[Start of section]
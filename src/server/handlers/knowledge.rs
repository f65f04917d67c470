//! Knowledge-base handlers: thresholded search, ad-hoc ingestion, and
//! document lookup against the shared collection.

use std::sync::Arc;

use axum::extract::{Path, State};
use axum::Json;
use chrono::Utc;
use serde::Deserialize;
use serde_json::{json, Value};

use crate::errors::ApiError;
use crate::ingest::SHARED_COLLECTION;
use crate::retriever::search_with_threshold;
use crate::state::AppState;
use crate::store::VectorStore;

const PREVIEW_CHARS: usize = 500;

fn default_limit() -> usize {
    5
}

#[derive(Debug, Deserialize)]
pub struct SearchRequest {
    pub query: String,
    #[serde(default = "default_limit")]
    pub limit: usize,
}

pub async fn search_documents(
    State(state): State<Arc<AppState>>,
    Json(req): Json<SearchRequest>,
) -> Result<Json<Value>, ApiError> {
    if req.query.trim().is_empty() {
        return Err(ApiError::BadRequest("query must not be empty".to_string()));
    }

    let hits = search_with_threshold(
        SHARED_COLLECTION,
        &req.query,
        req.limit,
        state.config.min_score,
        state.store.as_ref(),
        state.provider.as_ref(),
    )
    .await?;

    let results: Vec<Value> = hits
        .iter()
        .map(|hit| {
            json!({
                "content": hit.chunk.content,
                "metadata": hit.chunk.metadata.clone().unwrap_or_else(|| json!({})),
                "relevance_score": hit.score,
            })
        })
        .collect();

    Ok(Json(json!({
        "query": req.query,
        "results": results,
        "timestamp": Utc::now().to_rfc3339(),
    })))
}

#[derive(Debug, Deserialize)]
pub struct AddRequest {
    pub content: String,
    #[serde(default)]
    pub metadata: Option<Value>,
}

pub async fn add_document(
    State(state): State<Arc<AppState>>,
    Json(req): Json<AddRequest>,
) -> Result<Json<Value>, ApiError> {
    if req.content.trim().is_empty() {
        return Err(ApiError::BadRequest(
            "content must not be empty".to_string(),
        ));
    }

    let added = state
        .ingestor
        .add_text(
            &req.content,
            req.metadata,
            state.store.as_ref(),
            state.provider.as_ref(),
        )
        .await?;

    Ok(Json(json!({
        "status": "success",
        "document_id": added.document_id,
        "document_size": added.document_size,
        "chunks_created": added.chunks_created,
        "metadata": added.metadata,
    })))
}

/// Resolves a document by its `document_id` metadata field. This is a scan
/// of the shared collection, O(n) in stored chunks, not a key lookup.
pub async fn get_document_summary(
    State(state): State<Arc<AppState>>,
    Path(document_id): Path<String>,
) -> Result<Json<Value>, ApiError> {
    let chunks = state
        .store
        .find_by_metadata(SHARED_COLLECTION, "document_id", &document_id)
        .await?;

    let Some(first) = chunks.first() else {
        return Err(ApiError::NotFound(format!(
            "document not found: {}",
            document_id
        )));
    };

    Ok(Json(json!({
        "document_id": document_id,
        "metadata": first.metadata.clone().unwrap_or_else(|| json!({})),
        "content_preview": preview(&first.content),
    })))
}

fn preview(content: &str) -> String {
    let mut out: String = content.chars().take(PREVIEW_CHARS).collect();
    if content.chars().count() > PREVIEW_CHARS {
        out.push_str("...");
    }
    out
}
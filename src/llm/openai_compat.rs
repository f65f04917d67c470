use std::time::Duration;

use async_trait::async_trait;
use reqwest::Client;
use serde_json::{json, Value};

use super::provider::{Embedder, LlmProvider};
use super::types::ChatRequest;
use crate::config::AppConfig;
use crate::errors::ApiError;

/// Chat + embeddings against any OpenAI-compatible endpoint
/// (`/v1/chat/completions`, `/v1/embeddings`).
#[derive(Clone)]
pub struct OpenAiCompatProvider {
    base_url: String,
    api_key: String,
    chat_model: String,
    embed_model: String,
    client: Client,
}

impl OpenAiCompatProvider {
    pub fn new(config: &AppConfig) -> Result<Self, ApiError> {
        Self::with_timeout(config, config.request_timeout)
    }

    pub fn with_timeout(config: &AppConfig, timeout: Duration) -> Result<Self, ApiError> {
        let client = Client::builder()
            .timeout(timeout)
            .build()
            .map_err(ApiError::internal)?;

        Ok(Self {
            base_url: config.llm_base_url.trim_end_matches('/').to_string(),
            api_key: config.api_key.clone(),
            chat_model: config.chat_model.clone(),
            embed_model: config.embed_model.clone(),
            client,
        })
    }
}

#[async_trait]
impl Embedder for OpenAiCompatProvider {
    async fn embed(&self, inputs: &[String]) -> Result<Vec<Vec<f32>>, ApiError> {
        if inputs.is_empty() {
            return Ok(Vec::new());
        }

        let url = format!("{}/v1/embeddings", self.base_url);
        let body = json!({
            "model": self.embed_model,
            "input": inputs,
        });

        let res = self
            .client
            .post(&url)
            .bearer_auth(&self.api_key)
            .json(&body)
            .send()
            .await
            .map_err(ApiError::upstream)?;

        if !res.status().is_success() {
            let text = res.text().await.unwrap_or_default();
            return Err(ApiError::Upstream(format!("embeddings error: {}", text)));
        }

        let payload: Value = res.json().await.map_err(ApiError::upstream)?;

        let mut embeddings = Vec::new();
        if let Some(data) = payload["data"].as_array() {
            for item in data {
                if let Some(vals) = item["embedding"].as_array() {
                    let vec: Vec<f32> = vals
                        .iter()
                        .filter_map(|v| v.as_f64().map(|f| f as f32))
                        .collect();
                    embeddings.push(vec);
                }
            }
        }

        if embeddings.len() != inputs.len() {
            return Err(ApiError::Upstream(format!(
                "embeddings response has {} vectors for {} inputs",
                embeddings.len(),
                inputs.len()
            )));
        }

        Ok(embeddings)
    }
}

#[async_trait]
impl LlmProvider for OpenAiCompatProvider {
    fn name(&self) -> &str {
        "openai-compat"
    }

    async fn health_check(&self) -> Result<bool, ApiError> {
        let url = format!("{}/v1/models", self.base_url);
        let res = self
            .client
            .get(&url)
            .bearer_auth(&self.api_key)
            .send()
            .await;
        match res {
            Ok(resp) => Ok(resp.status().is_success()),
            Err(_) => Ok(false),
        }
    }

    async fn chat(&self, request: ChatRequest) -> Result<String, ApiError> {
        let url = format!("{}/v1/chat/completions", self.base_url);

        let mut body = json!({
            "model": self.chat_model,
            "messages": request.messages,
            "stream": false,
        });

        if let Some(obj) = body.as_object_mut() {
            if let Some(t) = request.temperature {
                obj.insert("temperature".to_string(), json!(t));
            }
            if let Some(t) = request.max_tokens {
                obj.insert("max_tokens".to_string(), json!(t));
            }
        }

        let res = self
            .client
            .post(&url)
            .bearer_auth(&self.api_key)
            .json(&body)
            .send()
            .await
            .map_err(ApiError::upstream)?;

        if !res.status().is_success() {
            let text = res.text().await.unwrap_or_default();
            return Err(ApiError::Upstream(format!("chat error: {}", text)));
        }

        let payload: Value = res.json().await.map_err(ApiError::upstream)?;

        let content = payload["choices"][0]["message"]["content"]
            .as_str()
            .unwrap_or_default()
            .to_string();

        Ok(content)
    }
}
[End of section]
Task.
Return only the exact lines from the opening of the records through the line that contains "use crate::ingest::SHARED_COLLECTION;", both included.

Result for this exercise.
filename src/server/handlers/knowledge.rs
repository f65f04917d67c470
//! Knowledge-base handlers: thresholded search, ad-hoc ingestion, and
//! document lookup against the shared collection.

use std::sync::Arc;

use axum::extract::{Path, State};
use axum::Json;
use chrono::Utc;
use serde::Deserialize;
use serde_json::{json, Value};

use crate::errors::ApiError;
use crate::ingest::SHARED_COLLECTION;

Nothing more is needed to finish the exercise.